Can't handle numbers too large or small

In [37]:

x = 1e-308
print "inverse of %e is %e" % (x, 1/x)

inverse of 1.000000e-308 is 1.000000e+308

In [38]:

x = 1e-309
print "inverse of %e is %e" % (x, 1/x)

inverse of 1.000000e-309 is inf

Limited precision

Small number is often lost in addition and subtraction

In [39]:

print 1. - 1e-16 == 1.

False

In [40]:

print 1. + 1e-16 == 1.

True

In [41]:

a = math.factorial(30) # in Python's bignum
print "a = ", a
print "maxint = ", sys.maxint
print "a - maxint == a ?\n", (a - sys.maxint) == a

b = float(math.factorial(30))
print "b = ", b
print "b - maxint == b ?", (b - sys.maxint) == b

a =  265252859812191058636308480000000
maxint =  2147483647
a - maxint == a ?
False
b =  2.65252859812e+32
b - maxint == b ? True

Subtle errors

The limited precision can cause subtle errors that are puzzling even for experiened programmers.

In [42]:

a = np.arange(0, 3. - 1., 1.)
print "a = ", a
print "a/3 = ", a/3.

a =  [ 0.  1.]
a/3 =  [ 0.          0.33333333]

In [43]:

b = np.arange(0, 1 - 1./3., 1./3.)
print "b = ", b

b =  [ 0.          0.33333333  0.66666667]

It should become your instinct to always use error bound when comparing floating numbers, or use integer comparison as the condition for ending loops.

In [44]:

b = arange(0, 1 - 1./3. - 1e-10, 1./3)
print "b = ", b

b =  [ 0.          0.33333333]

Unexpected twist

Compute $e^x$ via Taylor expansion: $$e^x = \sum_{n=0}^{\infty}\frac{x^n}{n!} = 1 + x + \frac{1}{2}x^2 + ...$$ Other types of errors may be mistaken as floating point rounding error:

In [51]:

import math

def exp_taylor(x, n) :
    return sum([1.*x**i/math.factorial(i) for i in np.arange(1, n)]) + 1.

x = 5
print "rel err for exp(%.f) is %.2f%%" % (x, (np.exp(x) - exp_taylor(x, 100))/np.exp(x)*100)
x = -5
print "rel err for exp(%.f) is %.2f%%" % (x, (np.exp(x) - exp_taylor(x, 100))/np.exp(x)*100)

print "exp_taylor(%.f) = %f, exp(%.f) = %f" % (x, exp_taylor(-5, 150), x, np.exp(-5))

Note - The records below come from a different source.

//! Scoring: how well a detected circle matches the target.
//!
//! A score combines two normalized error terms:
//!
//! - **size**: `|2r - target| / target`, the fractional diameter error;
//! - **center**: distance from the circle center to the image center,
//!   divided by half the image diagonal (0 at the center, ~1 at a corner).
//!
//! `score = size_weight * size + center_weight * center`. Lower is
//! better and nothing is clamped, so a pathological circle can score
//! above 1. Both terms are dimensionless, which makes the score
//! invariant under uniform scaling of the image and target together.

use serde::{Deserialize, Serialize};

use crate::types::{
    DetectedCircle, Dimensions, ParameterCombination, Point, ScoredCandidate, SearchError,
};

/// Size and center weights, normalized to sum to 1.
#[derive(Debug, Clone, Copy, PartialEq, Serialize, Deserialize)]
pub struct Weights {
    size: f64,
    center: f64,
}

impl Weights {
    /// Normalize a raw weight pair so the two weights sum to 1.
    ///
    /// Pairs that already sum to 1 pass through unchanged (up to
    /// rounding); any other non-negative pair is rescaled
    /// proportionally.
    ///
    /// # Errors
    ///
    /// Returns [`SearchError::InvalidConfig`] if either weight is
    /// negative or non-finite, or if both are zero.
    pub fn normalized(size: f64, center: f64) -> Result<Self, SearchError> {
        if !(size.is_finite() && size >= 0.0 && center.is_finite() && center >= 0.0) {
            return Err(SearchError::InvalidConfig(format!(
                "weights must be finite and >= 0 (got size={size}, center={center})"
            )));
        }
        let total = size + center;
        if total <= 0.0 {
            return Err(SearchError::InvalidConfig(
                "size and center weights must not both be zero".to_string(),
            ));
        }
        Ok(Self {
            size: size / total,
            center: center / total,
        })
    }

    /// Normalized size weight.
    #[must_use]
    pub const fn size(&self) -> f64 {
        self.size
    }

    /// Normalized center weight.
    #[must_use]
    pub const fn center(&self) -> f64 {
        self.center
    }
}

/// Scores circles against a fixed target and image geometry.
///
/// Construct once per search; [`Scorer::score`] is then a cheap pure
/// function safe to call from any worker thread.
#[derive(Debug, Clone, Copy, PartialEq)]
pub struct Scorer {
    target_diameter: f64,
    image_center: Point,
    half_diagonal: f64,
    weights: Weights,
}

impl Scorer {
    /// Create a scorer.
    ///
    /// # Errors
    ///
    /// Returns [`SearchError::InvalidConfig`] if `target_diameter` is not
    /// a positive finite number, or [`SearchError::EmptyImage`] if the
    /// image has a zero side.
    pub fn new(
        target_diameter: f64,
        dimensions: Dimensions,
        weights: Weights,
    ) -> Result<Self, SearchError> {
        if !(target_diameter.is_finite() && target_diameter > 0.0) {
            return Err(SearchError::InvalidConfig(format!(
                "target diameter must be > 0 (got {target_diameter})"
            )));
        }
        if dimensions.is_empty() {
            return Err(SearchError::EmptyImage {
                width: dimensions.width,
                height: dimensions.height,
            });
        }
        Ok(Self {
            target_diameter,
            image_center: dimensions.center(),
            half_diagonal: dimensions.diagonal() / 2.0,
            weights,
        })
    }

    /// Target diameter in pixels.
    #[must_use]
    pub const fn target_diameter(&self) -> f64 {
        self.target_diameter
    }

    /// The normalized weights in use.
    #[must_use]
    pub const fn weights(&self) -> Weights {
        self.weights
    }

    /// Absolute diameter error in pixels.
    #[must_use]
    pub fn size_difference(&self, circle: &DetectedCircle) -> f64 {
        (circle.diameter() - self.target_diameter).abs()
    }

    /// Distance from the circle center to the image center in pixels.
    #[must_use]
    pub fn center_distance(&self, circle: &DetectedCircle) -> f64 {
        circle.center.distance(self.image_center)
    }

    /// Combined score. Lower is better.
    #[must_use]
    pub fn score(&self, circle: &DetectedCircle) -> f64 {
        let size = self.size_difference(circle) / self.target_diameter;
        let center = self.center_distance(circle) / self.half_diagonal;
        self.weights
            .size
            .mul_add(size, self.weights.center * center)
    }

    /// Score a circle and package it with the parameters that found it.
    #[must_use]
    pub fn evaluate(
        &self,
        circle: DetectedCircle,
        parameters: ParameterCombination,
    ) -> ScoredCandidate {
        ScoredCandidate {
            circle,
            parameters,
            size_difference: self.size_difference(&circle),
            center_distance: self.center_distance(&circle),
            score: self.score(&circle),
        }
    }

    /// Pick the lowest-scoring circle from one detector call.
    ///
    /// On exactly equal scores the first circle in `circles` wins.
    /// Returns `None` for an empty slice.
    #[must_use]
    pub fn best_of(
        &self,
        circles: &[DetectedCircle],
        parameters: ParameterCombination,
    ) -> Option<ScoredCandidate> {
        circles
            .iter()
            .map(|c| self.evaluate(*c, parameters))
            .min_by(|a, b| a.score.total_cmp(&b.score))
    }
}

/// Score a single circle without building a [`Scorer`] first.
///
/// The weight pair is renormalized as in [`Weights::normalized`].
///
/// # Errors
///
/// Returns [`SearchError::InvalidConfig`] for a non-positive target
/// diameter or an invalid weight pair, and [`SearchError::EmptyImage`]
/// for a zero-sized image.
pub fn score(
    circle: &DetectedCircle,
    target_diameter: f64,
    image_size: Dimensions,
    size_weight: f64,
    center_weight: f64,
) -> Result<f64, SearchError> {
    let weights = Weights::normalized(size_weight, center_weight)?;
    Ok(Scorer::new(target_diameter, image_size, weights)?.score(circle))
}

#[cfg(test)]
#[allow(clippy::unwrap_used)]
mod tests {
    use approx::assert_relative_eq;

    use super::*;

    const DIMS: Dimensions = Dimensions {
        width: 100,
        height: 100,
    };

    fn scorer(target: f64) -> Scorer {
        Scorer::new(target, DIMS, Weights::normalized(0.5, 0.5).unwrap()).unwrap()
    }

    #[test]
    fn perfect_circle_scores_zero() {
        let circle = DetectedCircle::new(Point::new(50.0, 50.0), 30.0);
        assert_relative_eq!(scorer(60.0).score(&circle), 0.0);
    }

    #[test]
    fn weights_already_normalized_pass_through() {
        let w = Weights::normalized(0.3, 0.7).unwrap();
        assert_relative_eq!(w.size(), 0.3);
        assert_relative_eq!(w.center(), 0.7);
    }

    #[test]
    fn weights_are_renormalized() {
        for (a, b) in [(1.0, 1.0), (2.0, 6.0), (0.0, 5.0), (0.25, 0.25), (10.0, 0.1)] {
            let w = Weights::normalized(a, b).unwrap();
            assert_relative_eq!(w.size(), a / (a + b));
            assert_relative_eq!(w.center(), b / (a + b));
            assert_relative_eq!(w.size() + w.center(), 1.0, epsilon = 1e-12);
        }
    }

    #[test]
    fn weights_reject_negative_and_zero_pairs() {
        assert!(Weights::normalized(-0.1, 1.0).is_err());
        assert!(Weights::normalized(0.0, 0.0).is_err());
        assert!(Weights::normalized(f64::NAN, 1.0).is_err());
    }

    #[test]
    fn scorer_rejects_non_positive_target() {
        let w = Weights::normalized(0.5, 0.5).unwrap();
        assert!(matches!(
            Scorer::new(0.0, DIMS, w),
            Err(SearchError::InvalidConfig(_))
        ));
        assert!(matches!(
            Scorer::new(-3.0, DIMS, w),
            Err(SearchError::InvalidConfig(_))
        ));
    }

    #[test]
    fn scorer_rejects_empty_image() {
        let w = Weights::normalized(0.5, 0.5).unwrap();
        let empty = Dimensions {
            width: 0,
            height: 100,
        };
        assert!(matches!(
            Scorer::new(10.0, empty, w),
            Err(SearchError::EmptyImage { .. })
        ));
    }

    #[test]
    fn corner_circle_center_term_is_one() {
        let w = Weights::normalized(0.0, 1.0).unwrap();
        let s = Scorer::new(60.0, DIMS, w).unwrap();
        let circle = DetectedCircle::new(Point::new(0.0, 0.0), 30.0);
        assert_relative_eq!(s.score(&circle), 1.0, epsilon = 1e-12);
    }

    #[test]
    fn size_term_is_fractional_error() {
        let w = Weights::normalized(1.0, 0.0).unwrap();
        let s = Scorer::new(60.0, DIMS, w).unwrap();
        let circle = DetectedCircle::new(Point::new(50.0, 50.0), 36.0);
        assert_relative_eq!(s.size_difference(&circle), 12.0);
        assert_relative_eq!(s.score(&circle), 0.2);
    }

    #[test]
    fn score_is_not_clamped() {
        let w = Weights::normalized(1.0, 0.0).unwrap();
        let s = Scorer::new(10.0, DIMS, w).unwrap();
        let circle = DetectedCircle::new(Point::new(50.0, 50.0), 40.0);
        assert!(s.score(&circle) > 1.0);
    }

    #[test]
    fn score_is_scale_invariant() {
        let circle = DetectedCircle::new(Point::new(31.0, 62.0), 17.0);
        let base = score(&circle, 40.0, DIMS, 0.4, 0.6).unwrap();

        for k in [2_u32, 3, 10] {
            let kf = f64::from(k);
            let scaled_circle =
                DetectedCircle::new(Point::new(31.0 * kf, 62.0 * kf), 17.0 * kf);
            let scaled_dims = Dimensions {
                width: DIMS.width * k,
                height: DIMS.height * k,
            };
            let scaled = score(&scaled_circle, 40.0 * kf, scaled_dims, 0.4, 0.6).unwrap();
            assert_relative_eq!(base, scaled, epsilon = 1e-12);
        }
    }

    #[test]
    fn free_score_renormalizes_weights() {
        let circle = DetectedCircle::new(Point::new(20.0, 50.0), 25.0);
        let raw = score(&circle, 60.0, DIMS, 2.0, 2.0).unwrap();
        let unit = score(&circle, 60.0, DIMS, 0.5, 0.5).unwrap();
        assert_relative_eq!(raw, unit);
    }

    #[test]
    fn evaluate_fills_error_terms() {
        let params = ParameterCombination::new(100.0, 50.0);
        let circle = DetectedCircle::new(Point::new(53.0, 54.0), 28.0);
        let c = scorer(60.0).evaluate(circle, params);
        assert_relative_eq!(c.size_difference, 4.0);
        assert_relative_eq!(c.center_distance, 5.0);
        assert_eq!(c.parameters, params);
    }

    #[test]
    fn best_of_picks_lowest_score() {
        let params = ParameterCombination::new(100.0, 50.0);
        let circles = [
            DetectedCircle::new(Point::new(10.0, 10.0), 30.0),
            DetectedCircle::new(Point::new(50.0, 50.0), 30.0),
            DetectedCircle::new(Point::new(50.0, 50.0), 20.0),
        ];
        let best = scorer(60.0).best_of(&circles, params).unwrap();
        assert_eq!(best.circle, circles[1]);
    }

    #[test]
    fn best_of_ties_keep_first_seen() {
        let params = ParameterCombination::new(100.0, 50.0);
        // Mirror images about the center score identically.
        let circles = [
            DetectedCircle::new(Point::new(40.0, 50.0), 30.0),
            DetectedCircle::new(Point::new(60.0, 50.0), 30.0),
        ];
        let best = scorer(60.0).best_of(&circles, params).unwrap();
        assert_eq!(best.circle, circles[0]);
    }

    #[test]
    fn best_of_empty_is_none() {
        let params = ParameterCombination::new(100.0, 50.0);
        assert!(scorer(60.0).best_of(&[], params).is_none());
    }
}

rel err for exp(5) is 0.06%
rel err for exp(-5) is 474.72%
exp_taylor(-5) = -0.025249, exp(-5) = 0.006738

Catastrophic cancellation

Dramatic loss of precision can happen when very similar numbers are subtracted

Value the follwing function around 0:

$$f(x) = \frac{1}{x^2}(1-\cos(x))$$

Mathematically: $\lim_{x\rightarrow 0}f(x) = \frac{1}{2}$

The straight forward implementation failed spectacularly for small $x$.

In [46]:

def f(x) :
    return (1.-np.cos(x))/x**2

def g(x) :
    return (np.sin(.5*x)**2*2)/x**2

x = np.arange(-4e-8, 4e-8, 1e-9)
df = pd.DataFrame(np.array([f(x), g(x)]).T, index=x, columns=['Numerical f(x)', 'True Value']);
df.plot();

How did it happen?

In [47]:

x = 1.1e-8
print "cos(%.16e) = %.16f" % (x, cos(x))
print "1-cos(%.e) = %.16e" % (x, 1.-cos(x))
print "true value of 1-cos(%.e) = %.16e" % (x, 2*sin(.5*x)**2)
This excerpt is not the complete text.